_Dataset records:_
//! Theme projections and the live-theme swap plan.

use anyhow::Result;
use serde::{Deserialize, Serialize};

use crate::domain::error::RemoteError;

/// Read-only view of one theme hosted by the remote Help Center.
#[derive(Debug, Clone, PartialEq, Eq, Serialize, Deserialize)]
pub struct ThemeInfo {
    pub id: String,
    pub name: String,
    /// Whether this theme is the one currently served to visitors.
    #[serde(rename = "live", default)]
    pub is_live: bool,
}

/// Return the id of the theme flagged live.
///
/// # Errors
///
/// Returns [`RemoteError::NoLiveTheme`] when no entry is live.
pub fn live_theme_id(themes: &[ThemeInfo]) -> Result<&str> {
    themes
        .iter()
        .find(|t| t.is_live)
        .map(|t| t.id.as_str())
        .ok_or_else(|| RemoteError::NoLiveTheme.into())
}

/// Transient plan computed before a theme is made live.
#[derive(Debug, Clone, PartialEq, Eq)]
pub struct SwapPlan {
    /// Theme created by the import job.
    pub new_theme_id: String,
    /// Theme that was live before publishing, archived afterwards. `None` when persisting.
    pub previous_live_theme_id: Option<String>,
    /// Keep the previous live theme instead of archiving it.
    pub persist: bool,
}

impl SwapPlan {
    /// Plan that publishes `new_theme_id` and keeps every other theme.
    #[must_use]
    pub fn persisting(new_theme_id: String) -> Self {
        Self {
            new_theme_id,
            previous_live_theme_id: None,
            persist: true,
        }
    }

    /// Plan that publishes `new_theme_id` and archives `previous`.
    #[must_use]
    pub fn replacing(new_theme_id: String, previous: String) -> Self {
        Self {
            new_theme_id,
            previous_live_theme_id: Some(previous),
            persist: false,
        }
    }

    /// Theme to archive once the new one is live.
    ///
    /// Never the new theme itself, even if the remote listed it as live already.
    #[must_use]
    pub fn theme_to_archive(&self) -> Option<&str> {
        self.previous_live_theme_id
            .as_deref()
            .filter(|id| *id != self.new_theme_id)
    }
}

_Task description:_
Go through the material above line by line and tally each one holding "Debug"; give the tally and nothing else.

_Answer for this exercise:_
2